Die Schweizerische Nationalbank (SNB) mit Verwaltungsratspräsident Thomas Jordan dürfte am Donnerstag die Zinsen weiter anheben. Damit gehören Negativzinsen in der Schweiz der Vergangenheit an. (Archivbild)
Volkswirte rätseln nur über die Höhe der Zinserhöhungen. Bei der Beurteilung der geldpolitischen Lage erwarten die meisten eine Anhebung des Leitzinses der SNB um 50 bis 75 Basispunkte. Einige sagen sogar einen Anstieg um 100 Basispunkte voraus.
Der Schweizer Leitzins liegt derzeit bei -0,25 Prozent. Sie wird bei allen drei Varianten im positiven Bereich liegen, d.h. +0,25, +0,50 oder +0,75 Prozent. Und es ist ziemlich historisch.
Denn seit dem 18. Dezember 2014 ist der Leitzins in der Schweiz negativ. Damals wurde er auf -0,25 Prozent gesenkt. Im Januar 2015 drückten ihn Währungsbeobachter dann auf ein Rekordtief von -0,75 Prozent, während sie den Euro-Mindestkurs aufgaben.
Dieses Niveau galt bis zum Sommer. Die SNB erhöhte damals überraschend ihren Leitzins um 50 Basispunkte und kündigte, wenn auch vage, die Möglichkeit weiterer Erhöhungen an.
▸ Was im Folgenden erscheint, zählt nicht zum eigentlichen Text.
//! Built-in creators.

use std::fmt;
use std::sync::Arc;

use super::Creator;
use crate::error::Result;
use crate::value::{Object, ObjectRef, TypeName, Value};

/// Creates empty objects of a registered type.
///
/// With constructor parameters, each argument becomes the initial value of
/// the field named after its parameter. Null arguments leave the field unset.
#[derive(Debug, Clone)]
pub struct ObjectCreator {
    type_name: TypeName,
    parameters: Vec<String>,
}

impl ObjectCreator {
    pub fn new(type_name: impl Into<TypeName>) -> Self {
        ObjectCreator {
            type_name: type_name.into(),
            parameters: Vec::new(),
        }
    }

    /// Declares constructor parameters.
    pub fn with_parameters<I, S>(mut self, parameters: I) -> Self
    where
        I: IntoIterator<Item = S>,
        S: Into<String>,
    {
        self.parameters = parameters.into_iter().map(Into::into).collect();
        self
    }
}

impl Creator for ObjectCreator {
    fn new_instance(&self, arguments: &[Value]) -> Result<Value> {
        let mut object = Object::new(self.type_name.clone());
        for (parameter, argument) in self.parameters.iter().zip(arguments) {
            if !argument.is_null() {
                object.set(parameter, argument.clone());
            }
        }
        Ok(Value::Object(ObjectRef::new(object)))
    }

    fn value_type(&self) -> TypeName {
        self.type_name.clone()
    }

    fn parameters(&self) -> &[String] {
        &self.parameters
    }
}

type CreateFn = dyn Fn(&[Value]) -> Result<Value> + Send + Sync;

/// Creator backed by a closure.
#[derive(Clone)]
pub struct FnCreator {
    type_name: TypeName,
    parameters: Vec<String>,
    create: Arc<CreateFn>,
}

impl FnCreator {
    pub fn new<F>(type_name: impl Into<TypeName>, create: F) -> Self
    where
        F: Fn(&[Value]) -> Result<Value> + Send + Sync + 'static,
    {
        FnCreator {
            type_name: type_name.into(),
            parameters: Vec::new(),
            create: Arc::new(create),
        }
    }

    pub fn with_parameters<I, S>(mut self, parameters: I) -> Self
    where
        I: IntoIterator<Item = S>,
        S: Into<String>,
    {
        self.parameters = parameters.into_iter().map(Into::into).collect();
        self
    }
}

impl fmt::Debug for FnCreator {
    fn fmt(&self, f: &mut fmt::Formatter<'_>) -> fmt::Result {
        f.debug_struct("FnCreator")
            .field("type_name", &self.type_name)
            .field("parameters", &self.parameters)
            .finish_non_exhaustive()
    }
}

impl Creator for FnCreator {
    fn new_instance(&self, arguments: &[Value]) -> Result<Value> {
        (self.create)(arguments)
    }

    fn value_type(&self) -> TypeName {
        self.type_name.clone()
    }

    fn parameters(&self) -> &[String] {
        &self.parameters
    }
}
//! Error types for xmlbind.

use thiserror::Error;

/// Result type alias for xmlbind operations.
pub type Result<T> = std::result::Result<T, Error>;

/// Errors that can occur while building a binding model or binding a document.
#[derive(Error, Debug)]
pub enum Error {
    /// Reader or writer used out of order (e.g. asking for attributes on an
    /// end tag, rewinding an obsolete marker). Not recoverable.
    #[error("stream state error: {0}")]
    StreamState(String),

    /// The document does not have the shape the binding requires and no
    /// alternative binding remains.
    #[error("document mismatch: {0}")]
    Mismatch(String),

    /// A converted value was rejected.
    #[error("validation error: {0}")]
    Validation(String),

    /// The binding model itself is malformed.
    #[error("model configuration error: {0}")]
    ModelConfiguration(String),

    /// An error annotated with the binding node it occurred in.
    #[error("{node}: {source}")]
    Bind {
        /// Description of the node, e.g. `element <person>`.
        node: String,
        /// The underlying error.
        #[source]
        source: Box<Error>,
    },

    /// XML parsing error.
    #[error("XML parse error: {0}")]
    Parse(String),

    /// I/O error.
    #[error("I/O error: {0}")]
    Io(#[from] std::io::Error),

    /// XML error from quick-xml.
    #[error("XML error: {0}")]
    Xml(#[from] quick_xml::Error),
}

impl Error {
    /// Wraps this error with the description of the node it passed through.
    pub fn within(self, node: impl Into<String>) -> Self {
        Error::Bind {
            node: node.into(),
            source: Box::new(self),
        }
    }

    /// Returns the innermost error, skipping all [`Error::Bind`] annotations.
    pub fn root_cause(&self) -> &Error {
        match self {
            Error::Bind { source, .. } => source.root_cause(),
            other => other,
        }
    }

    /// Returns the node descriptions this error passed through, outermost first.
    pub fn node_path(&self) -> Vec<&str> {
        let mut path = Vec::new();
        let mut current = self;
        while let Error::Bind { node, source } = current {
            path.push(node.as_str());
            current = source;
        }
        path
    }
}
Denn auch die SNB muss etwas gegen die Inflation tun. Zuletzt lag sie bei 3,5 Prozent und damit über dem Zielband der Nationalbank von maximal 2 Prozent.
“Eine straffere Geldpolitik soll verhindern, dass die Schweizer Inflation auf Waren und Dienstleistungen übergreift”, erklärte SNB-Präsident Thomas Jordan den überraschenden Schritt im Juni. Und seither habe er sich bei der Notenbanksitzung in Jackson Hole noch deutlicher geäußert, sagt Safra-Sarasin-Ökonom Carsten Junius.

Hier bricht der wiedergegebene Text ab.